The paper tackles the problem of characterizing mixable loss functions, which are crucial for fast learning rates in online prediction with expert advice, by providing a geometric condition for mixability using differential geometry. The result reconciles previous findings for binary and multi-class cases under general differentiability assumptions.
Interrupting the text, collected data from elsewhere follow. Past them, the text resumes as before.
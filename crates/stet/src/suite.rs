//! Suites of expectation tests and per-test options.

use camino::Utf8PathBuf;
use once_cell::sync::Lazy;
use stet_config::{Config, ConfigError, PromotionPolicy};
use thiserror::Error;

use crate::error::ExpectError;
use crate::expect::{ExpectTest, UnconsumedOutput};
use crate::location::SourceLocation;
use crate::promote::{PromotionOutcome, PromotionRequest, Promoter};
use crate::resolve::SourceResolver;
use crate::telemetry::{self, TelemetryError};
use crate::tracker::EditRegistry;

static GLOBAL: Lazy<Result<ExpectTests, SetupError>> = Lazy::new(ExpectTests::discover_with_telemetry);

/// Errors raised while building the process-wide suite.
#[derive(Debug, Error)]
pub enum SetupError {
    /// The environment holds invalid configuration.
    #[error(transparent)]
    Config(#[from] ConfigError),
    /// Logging was requested but could not be configured.
    #[error(transparent)]
    Telemetry(#[from] TelemetryError),
}

/// A group of expectation tests sharing configuration and edit state.
///
/// Every promotion of a suite goes through one [`EditRegistry`], so suites
/// that promote into the same files must be the same suite. Most code uses
/// [`ExpectTests::global`].
#[derive(Debug)]
pub struct ExpectTests {
    config: Config,
    suite_promote: Option<bool>,
    resolver: SourceResolver,
    promoter: Promoter,
}

impl ExpectTests {
    /// Creates a suite from `config`.
    #[must_use]
    pub fn new(config: Config) -> Self {
        let resolver = SourceResolver::new(config.source_root.clone());
        Self {
            config,
            suite_promote: None,
            resolver,
            promoter: Promoter::new(),
        }
    }

    /// Creates a suite configured from `.stet.toml` and `STET_*` variables.
    ///
    /// # Errors
    ///
    /// Returns [`ConfigError`] when a file or variable holds an invalid value.
    pub fn discover() -> Result<Self, ConfigError> {
        Config::discover().map(Self::new)
    }

    /// The process-wide suite, built from the environment on first use.
    ///
    /// Logging is installed when `STET_LOG_FILTER` is set. An already installed
    /// global subscriber is left in place.
    ///
    /// # Errors
    ///
    /// Returns the setup error on every call if the environment holds invalid
    /// configuration.
    pub fn global() -> Result<&'static Self, &'static SetupError> {
        Lazy::force(&GLOBAL).as_ref()
    }

    fn discover_with_telemetry() -> Result<Self, SetupError> {
        let config = Config::discover()?;
        if config.logging_enabled() {
            match telemetry::initialise(&config) {
                Ok(_) | Err(TelemetryError::Subscriber(_)) => {}
                Err(error) => return Err(error.into()),
            }
        }
        Ok(Self::new(config))
    }

    /// Overrides the run-wide promotion default for this suite.
    #[must_use]
    pub const fn promote(mut self, promote: bool) -> Self {
        self.suite_promote = Some(promote);
        self
    }

    /// Resolves call-site paths against `root`.
    #[must_use]
    pub fn with_source_root(mut self, root: impl Into<Utf8PathBuf>) -> Self {
        self.resolver = SourceResolver::new(Some(root.into()));
        self
    }

    /// Replaces the source resolver.
    #[must_use]
    pub fn with_resolver(mut self, resolver: SourceResolver) -> Self {
        self.resolver = resolver;
        self
    }

    /// The configuration the suite was built from.
    #[must_use]
    pub const fn config(&self) -> &Config {
        &self.config
    }

    /// The promotion policy with the suite layer applied.
    #[must_use]
    pub const fn policy(&self) -> PromotionPolicy {
        self.config.promotion_policy().with_suite(self.suite_promote)
    }

    /// The registry tracking edits made by this suite.
    #[must_use]
    pub const fn registry(&self) -> &EditRegistry {
        self.promoter.registry()
    }

    /// Starts configuring a test.
    #[must_use]
    pub const fn test(&self) -> TestOptions<'_> {
        TestOptions {
            suite: self,
            promote: None,
            unconsumed: UnconsumedOutput::Forbid,
        }
    }

    /// Rewrites the literal passed to `method` at `location` so that it holds
    /// `value`.
    ///
    /// # Errors
    ///
    /// Returns [`ExpectError::UnresolvableLiteral`] when the literal cannot
    /// be found or rewritten, and [`ExpectError::Io`] for I/O failures.
    pub fn promote_literal(
        &self,
        location: &SourceLocation,
        method: &str,
        value: &str,
    ) -> Result<PromotionOutcome, ExpectError> {
        let promote = || {
            let path = self.resolver.resolve(location.file())?;
            self.promoter.promote(PromotionRequest {
                path: &path,
                site: location.position(),
                method,
                value,
            })
        };
        promote().map_err(|error| ExpectError::from_promotion(location, error))
    }
}

/// Per-test options, created by [`ExpectTests::test`].
#[derive(Debug, Clone, Copy)]
pub struct TestOptions<'s> {
    suite: &'s ExpectTests,
    promote: Option<bool>,
    unconsumed: UnconsumedOutput,
}

impl<'s> TestOptions<'s> {
    /// Overrides promotion for this test only.
    #[must_use]
    pub const fn promote(mut self, promote: bool) -> Self {
        self.promote = Some(promote);
        self
    }

    /// Discards output left over at the end of the test.
    #[must_use]
    pub const fn allow_unconsumed_output(mut self) -> Self {
        self.unconsumed = UnconsumedOutput::Allow;
        self
    }

    /// Requires output to be left over at the end of the test.
    #[must_use]
    pub const fn expect_unconsumed_output(mut self) -> Self {
        self.unconsumed = UnconsumedOutput::Require;
        self
    }

    /// Starts the test. Call [`ExpectTest::finish`] when done.
    #[must_use]
    pub const fn start(self) -> ExpectTest<'s> {
        let promote = self.suite.policy().with_test(self.promote).promote();
        ExpectTest::new(self.suite, promote, self.unconsumed)
    }

    /// Runs `body` as a test and returns its outcome.
    ///
    /// # Errors
    ///
    /// Returns the failures reported by [`ExpectTest::finish`].
    pub fn try_run<F>(self, body: F) -> Result<(), ExpectError>
    where
        F: FnOnce(&mut ExpectTest<'s>),
    {
        let mut test = self.start();
        body(&mut test);
        test.finish()
    }

    /// Runs `body` as a test.
    ///
    /// # Panics
    ///
    /// Panics with the failure report when the test fails.
    pub fn run<F>(self, body: F)
    where
        F: FnOnce(&mut ExpectTest<'s>),
    {
        if let Err(error) = self.try_run(body) {
            panic!("{error}");
        }
    }
}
Mixable loss functions are of fundamental importance in the context of prediction with expert advice in the online setting since they characterize fast learning rates. By re-interpreting properness from the point of view of differential geometry, we provide a simple geometric characterization of mixability for the binary and multi-class cases: a proper loss function $\ell$ is $η$-mixable if and only if the superpredition set $\textrm{spr}(η\ell)$ of the scaled loss function $η\ell$ slides freely inside the superprediction set $\textrm{spr}(\ell_{\log})$ of the log loss $\ell_{\log}$, under fairly general assumptions on the differentiability of $\ell$. Our approach provides a way to treat some concepts concerning loss functions (like properness) in a ''coordinate-free'' manner and reconciles previous results obtained for mixable loss functions for the binary and the multi-class cases.